5. Bloc Party / Silent Alarm
sono stati i primi quest'anno a farci ballare con quell'indie danzereccio che ha conquistato l'inghilterra e poi a ruota i meglio informati sul suolo italico. dopo 12 mesi e forse 120 album che potremmo catalogare nello stesso genere, senza contare la versione remixata del loro stesso disco, "silent alarm" è rimasto là dove merita: nei dischi che comunque vada saranno ricordati.

4. Supergrass / Road to Rouen
probabilmente se avessi sentito i precedenti dischi dei supergrass, questo album non sarebbe in classifica. ma li ho scoperti quest'anno e questo lavoro breve (9 tracce, meno di 40 minuti), pulito, intenso, mi ha conquistato. un gruppo che, senza rinnegare le radici britpop, ha saputo crescere ed evolvere con classe non comune. 0% moda, 100% stile.

3. Sigur Rós / Takk...
i sigur rós non possono ormai più contare sull'effetto novità del loro sound così fuori dal comune ma sanno sempre coniugare con classe il post rock etereo proveniente da pianeti lontani con l'alternative più familiare all'ascoltatore medio europeo. stavolta forse più che mai in passato, con una sezione ritmica che in qualche recensione ha fatto esageratamente citare i coldplay - ma non ci siamo neanche così lontani. non all'altezza del loro capolavoro agaetis byrjun ma pur sempre un volo mozzafiato sui panorami ghiacciati e sereni dell'islanda, a portata di play.
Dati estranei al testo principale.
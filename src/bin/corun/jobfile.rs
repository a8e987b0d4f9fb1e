use anyhow::{anyhow, Context, Result};
use corun::core::job::Job;
use corun::core::resources::ResourceDemand;
use corun::utils::{parse_memory, parse_time_limit};
use serde::Deserialize;
use std::collections::HashMap;
use std::path::{Path, PathBuf};

#[derive(Debug, Deserialize)]
#[serde(deny_unknown_fields)]
struct JobFile {
    #[serde(default, rename = "job")]
    jobs: Vec<JobEntry>,
}

/// Either an argument vector run as-is or a single string handed to `sh -c`.
#[derive(Debug, Deserialize)]
#[serde(untagged)]
enum CommandSpec {
    Argv(Vec<String>),
    Shell(String),
}

#[derive(Debug, Deserialize)]
#[serde(deny_unknown_fields)]
struct JobEntry {
    command: CommandSpec,
    #[serde(default)]
    name: Option<String>,
    #[serde(default)]
    cwd: Option<PathBuf>,
    #[serde(default)]
    env: Option<HashMap<String, String>>,
    #[serde(default = "default_demand")]
    resources: ResourceDemand,
    #[serde(default)]
    wall_clock: Option<String>,
    #[serde(default)]
    memory: Option<String>,
}

fn default_demand() -> ResourceDemand {
    ResourceDemand::Cores { n_cores: 1 }
}

impl JobEntry {
    fn into_job(self) -> Result<Job> {
        let command = match self.command {
            CommandSpec::Argv(argv) => argv,
            CommandSpec::Shell(line) => vec!["sh".to_string(), "-c".to_string(), line],
        };
        if command.first().map_or(true, |program| program.is_empty()) {
            return Err(anyhow!("command cannot be empty"));
        }

        let wall_clock = self
            .wall_clock
            .as_deref()
            .map(parse_time_limit)
            .transpose()?;
        let memory = self.memory.as_deref().map(parse_memory).transpose()?;

        let mut builder = Job::builder()
            .command(command)
            .demand(self.resources)
            .wall_clock(wall_clock)
            .memory(memory);
        if let Some(name) = self.name {
            builder = builder.name(name);
        }
        if let Some(cwd) = self.cwd {
            builder = builder.cwd(cwd);
        }
        if let Some(env) = self.env {
            builder = builder.env(env);
        }
        Ok(builder.build())
    }
}

/// Parse job-file content; job ids follow table order.
pub fn parse_jobs(content: &str) -> Result<Vec<Job>> {
    let file: JobFile = toml::from_str(content).context("Invalid job file")?;
    file.jobs
        .into_iter()
        .enumerate()
        .map(|(index, entry)| {
            entry
                .into_job()
                .with_context(|| format!("Invalid job #{index}"))
        })
        .collect()
}

pub fn load_jobs(path: &Path) -> Result<Vec<Job>> {
    let content = std::fs::read_to_string(path)
        .with_context(|| format!("Failed to read job file {}", path.display()))?;
    parse_jobs(&content).with_context(|| format!("Failed to load {}", path.display()))
}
2. Maximo Park / A Certain Trigger
arrivati alle orecchie come l'ennesimo gruppo britannico pronto a sfruttare la moda dell'indie wave, e ormai in questi casi si parte un po' prevenuti, i maximo park sono entrati in testa e anche un po' nel cuore con una manciata di canzoni davvero belle, con l'understatement di chi parte da newcastle e non pensava di arrivare così lontano, con testi più sinceri, intimisti e malinconici della media, con un album che cresce invece di stancare. in definitiva, con una personalità che manca alla maggioranza dei loro concorrenti. li balleremo ancora a lungo.

1. Sufjan Stevens / Illinois
al netto di tutto l'hype e delle next big thing c'è questo cantautore americano che, forse scherzando e forse no, ha detto di voler fare un disco per ogni stato degli stati uniti d'america. questo è il secondo ed è un disco folk che se piace non è per moda o per entusiasmo di una stagione, ma perché è bello. sufjan racconta con talento un'america vecchia e nuova con l'arte affabulatoria di un cantastorie e un mix di melodie perfette accompagnate da percussioni pacate, banjo, fiati... fate partire la prima traccia - "Concerning the UFO sighting near Highland, Illinois" - quando alla fine della giornata vi accingete a tornare a casa e nel freddo invernale e nella sera ormai buia ascoltate quell'attacco di pianoforte: il mondo vi sembrerà un posto, se non migliore, perlomeno più ricco di poesia.